Find every line below where the string "trace" shows up, and copy those lines.

==========

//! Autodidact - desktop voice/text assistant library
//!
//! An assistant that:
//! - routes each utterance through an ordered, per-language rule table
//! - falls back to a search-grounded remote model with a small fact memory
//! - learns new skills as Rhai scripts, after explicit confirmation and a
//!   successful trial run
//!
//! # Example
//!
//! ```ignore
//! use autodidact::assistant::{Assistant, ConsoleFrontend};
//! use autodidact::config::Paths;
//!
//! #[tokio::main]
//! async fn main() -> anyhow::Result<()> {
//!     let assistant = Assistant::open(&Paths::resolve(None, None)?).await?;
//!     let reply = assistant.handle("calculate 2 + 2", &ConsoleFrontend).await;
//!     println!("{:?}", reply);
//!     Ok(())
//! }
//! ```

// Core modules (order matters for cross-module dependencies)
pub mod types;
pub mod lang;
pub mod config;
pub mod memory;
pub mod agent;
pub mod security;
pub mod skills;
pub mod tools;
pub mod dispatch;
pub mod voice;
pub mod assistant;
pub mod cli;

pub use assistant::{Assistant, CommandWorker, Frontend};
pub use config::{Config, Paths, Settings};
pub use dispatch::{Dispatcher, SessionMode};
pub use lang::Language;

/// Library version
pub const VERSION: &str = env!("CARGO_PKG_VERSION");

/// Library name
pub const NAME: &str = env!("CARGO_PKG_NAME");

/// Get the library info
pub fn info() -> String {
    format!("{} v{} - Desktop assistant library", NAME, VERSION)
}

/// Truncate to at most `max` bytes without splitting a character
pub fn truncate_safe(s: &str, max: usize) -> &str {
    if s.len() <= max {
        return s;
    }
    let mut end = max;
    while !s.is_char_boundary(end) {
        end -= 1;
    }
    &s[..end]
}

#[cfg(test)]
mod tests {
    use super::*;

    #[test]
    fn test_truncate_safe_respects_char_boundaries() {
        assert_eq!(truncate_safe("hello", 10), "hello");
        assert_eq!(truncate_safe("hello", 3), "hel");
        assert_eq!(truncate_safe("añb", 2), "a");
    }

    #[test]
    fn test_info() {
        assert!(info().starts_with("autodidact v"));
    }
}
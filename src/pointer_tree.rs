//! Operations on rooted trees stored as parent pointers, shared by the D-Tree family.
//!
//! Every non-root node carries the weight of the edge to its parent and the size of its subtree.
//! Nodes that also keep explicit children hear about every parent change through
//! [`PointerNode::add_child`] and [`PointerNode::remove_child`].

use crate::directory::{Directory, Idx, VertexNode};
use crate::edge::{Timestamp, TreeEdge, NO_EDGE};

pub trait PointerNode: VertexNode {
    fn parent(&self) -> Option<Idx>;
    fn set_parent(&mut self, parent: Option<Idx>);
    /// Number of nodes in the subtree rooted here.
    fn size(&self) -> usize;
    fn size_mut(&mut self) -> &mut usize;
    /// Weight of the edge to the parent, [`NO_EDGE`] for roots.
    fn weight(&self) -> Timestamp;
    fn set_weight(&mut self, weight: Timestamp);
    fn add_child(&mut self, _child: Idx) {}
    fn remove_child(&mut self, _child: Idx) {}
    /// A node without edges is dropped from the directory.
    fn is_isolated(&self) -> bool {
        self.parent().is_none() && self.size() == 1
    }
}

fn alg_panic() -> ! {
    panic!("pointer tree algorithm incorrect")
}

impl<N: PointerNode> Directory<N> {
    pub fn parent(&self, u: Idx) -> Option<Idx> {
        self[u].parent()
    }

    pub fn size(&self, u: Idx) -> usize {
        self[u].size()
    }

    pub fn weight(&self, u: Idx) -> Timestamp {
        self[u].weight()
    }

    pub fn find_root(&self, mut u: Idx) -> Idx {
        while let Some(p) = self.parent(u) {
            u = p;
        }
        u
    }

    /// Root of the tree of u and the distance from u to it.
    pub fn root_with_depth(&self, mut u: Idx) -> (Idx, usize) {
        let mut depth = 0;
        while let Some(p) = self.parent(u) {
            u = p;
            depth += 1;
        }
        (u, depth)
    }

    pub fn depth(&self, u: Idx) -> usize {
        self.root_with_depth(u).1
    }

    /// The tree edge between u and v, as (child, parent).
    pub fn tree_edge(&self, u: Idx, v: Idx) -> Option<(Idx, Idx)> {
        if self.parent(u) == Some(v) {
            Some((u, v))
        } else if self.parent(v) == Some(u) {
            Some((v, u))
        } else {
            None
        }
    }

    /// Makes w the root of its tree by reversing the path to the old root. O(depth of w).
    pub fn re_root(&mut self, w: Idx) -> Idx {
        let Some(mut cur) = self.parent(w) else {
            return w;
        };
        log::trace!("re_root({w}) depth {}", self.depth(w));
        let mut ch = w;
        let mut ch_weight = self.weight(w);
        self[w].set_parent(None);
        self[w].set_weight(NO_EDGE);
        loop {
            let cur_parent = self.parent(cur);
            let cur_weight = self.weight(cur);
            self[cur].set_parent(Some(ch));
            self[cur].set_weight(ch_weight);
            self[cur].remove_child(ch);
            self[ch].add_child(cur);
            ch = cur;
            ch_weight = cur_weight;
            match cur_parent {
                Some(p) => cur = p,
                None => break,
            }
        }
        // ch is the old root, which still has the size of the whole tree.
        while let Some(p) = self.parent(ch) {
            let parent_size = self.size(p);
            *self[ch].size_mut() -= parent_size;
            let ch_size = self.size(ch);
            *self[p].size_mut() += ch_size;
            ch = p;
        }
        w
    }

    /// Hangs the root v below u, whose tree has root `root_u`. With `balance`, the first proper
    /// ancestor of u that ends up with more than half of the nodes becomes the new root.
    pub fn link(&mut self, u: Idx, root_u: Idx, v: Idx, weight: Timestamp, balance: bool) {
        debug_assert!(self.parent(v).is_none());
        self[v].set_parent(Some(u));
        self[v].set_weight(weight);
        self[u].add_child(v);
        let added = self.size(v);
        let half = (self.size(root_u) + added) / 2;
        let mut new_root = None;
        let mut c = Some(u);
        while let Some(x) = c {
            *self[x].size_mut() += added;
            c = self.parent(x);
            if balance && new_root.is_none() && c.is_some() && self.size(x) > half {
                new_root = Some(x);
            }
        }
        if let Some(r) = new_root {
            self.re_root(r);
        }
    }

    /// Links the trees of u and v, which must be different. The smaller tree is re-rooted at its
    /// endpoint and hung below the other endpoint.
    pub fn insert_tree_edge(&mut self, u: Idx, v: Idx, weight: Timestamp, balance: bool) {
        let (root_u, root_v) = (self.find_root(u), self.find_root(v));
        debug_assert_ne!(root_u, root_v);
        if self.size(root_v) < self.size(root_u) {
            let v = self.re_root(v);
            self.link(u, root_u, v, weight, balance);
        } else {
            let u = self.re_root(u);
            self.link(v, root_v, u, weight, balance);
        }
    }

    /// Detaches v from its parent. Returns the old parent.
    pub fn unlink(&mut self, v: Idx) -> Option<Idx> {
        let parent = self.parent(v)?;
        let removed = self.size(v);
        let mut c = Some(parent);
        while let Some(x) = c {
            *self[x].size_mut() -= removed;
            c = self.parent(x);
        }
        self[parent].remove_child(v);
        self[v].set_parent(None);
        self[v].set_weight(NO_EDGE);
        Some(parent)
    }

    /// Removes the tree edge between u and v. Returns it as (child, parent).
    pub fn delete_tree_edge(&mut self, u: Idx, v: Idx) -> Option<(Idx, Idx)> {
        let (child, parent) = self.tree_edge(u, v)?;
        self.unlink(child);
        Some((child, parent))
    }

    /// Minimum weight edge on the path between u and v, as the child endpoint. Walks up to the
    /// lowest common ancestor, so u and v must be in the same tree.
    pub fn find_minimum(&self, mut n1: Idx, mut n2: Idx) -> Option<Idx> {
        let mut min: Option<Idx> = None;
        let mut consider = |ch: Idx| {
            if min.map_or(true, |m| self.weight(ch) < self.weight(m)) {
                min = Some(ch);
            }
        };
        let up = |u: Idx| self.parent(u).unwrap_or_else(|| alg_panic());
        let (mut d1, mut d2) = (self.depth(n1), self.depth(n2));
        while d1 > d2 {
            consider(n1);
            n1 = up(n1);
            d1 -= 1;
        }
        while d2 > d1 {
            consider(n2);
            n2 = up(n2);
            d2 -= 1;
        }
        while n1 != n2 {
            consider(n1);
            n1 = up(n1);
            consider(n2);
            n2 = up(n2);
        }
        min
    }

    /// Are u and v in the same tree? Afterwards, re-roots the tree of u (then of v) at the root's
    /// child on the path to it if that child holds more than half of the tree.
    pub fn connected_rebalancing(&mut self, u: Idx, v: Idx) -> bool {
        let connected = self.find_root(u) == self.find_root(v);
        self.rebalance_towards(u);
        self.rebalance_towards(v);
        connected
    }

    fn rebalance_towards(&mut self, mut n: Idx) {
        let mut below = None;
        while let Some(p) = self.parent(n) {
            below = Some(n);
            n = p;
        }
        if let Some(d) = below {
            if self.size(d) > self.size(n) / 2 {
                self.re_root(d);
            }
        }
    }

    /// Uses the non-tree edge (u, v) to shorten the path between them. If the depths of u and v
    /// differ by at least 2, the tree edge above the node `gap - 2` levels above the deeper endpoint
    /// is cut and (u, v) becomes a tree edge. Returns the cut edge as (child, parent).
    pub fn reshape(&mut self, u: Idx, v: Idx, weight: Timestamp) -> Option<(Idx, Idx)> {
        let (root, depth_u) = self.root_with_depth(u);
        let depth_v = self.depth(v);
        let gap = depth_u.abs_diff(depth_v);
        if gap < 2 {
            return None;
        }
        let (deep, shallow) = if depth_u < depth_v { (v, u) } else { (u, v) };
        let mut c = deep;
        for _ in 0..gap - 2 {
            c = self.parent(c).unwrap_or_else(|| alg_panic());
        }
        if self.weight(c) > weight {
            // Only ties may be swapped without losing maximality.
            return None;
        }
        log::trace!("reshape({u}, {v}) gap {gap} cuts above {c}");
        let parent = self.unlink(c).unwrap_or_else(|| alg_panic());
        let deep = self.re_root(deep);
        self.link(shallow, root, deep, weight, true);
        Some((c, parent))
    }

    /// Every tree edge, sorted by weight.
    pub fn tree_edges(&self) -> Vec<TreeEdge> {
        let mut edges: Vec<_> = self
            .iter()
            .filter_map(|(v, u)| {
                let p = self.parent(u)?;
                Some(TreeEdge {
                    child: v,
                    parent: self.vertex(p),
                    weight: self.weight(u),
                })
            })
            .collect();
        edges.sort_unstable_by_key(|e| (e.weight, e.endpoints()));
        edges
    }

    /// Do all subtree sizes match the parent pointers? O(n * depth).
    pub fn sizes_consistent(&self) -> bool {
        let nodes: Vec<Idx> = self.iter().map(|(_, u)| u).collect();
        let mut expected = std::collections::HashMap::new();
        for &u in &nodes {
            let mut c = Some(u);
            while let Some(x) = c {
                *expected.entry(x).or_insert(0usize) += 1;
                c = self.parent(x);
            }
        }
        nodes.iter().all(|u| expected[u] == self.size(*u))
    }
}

==========

▶ _ANSWER_:
        log::trace!("re_root({w}) depth {}", self.depth(w));
        log::trace!("reshape({u}, {v}) gap {gap} cuts above {c}");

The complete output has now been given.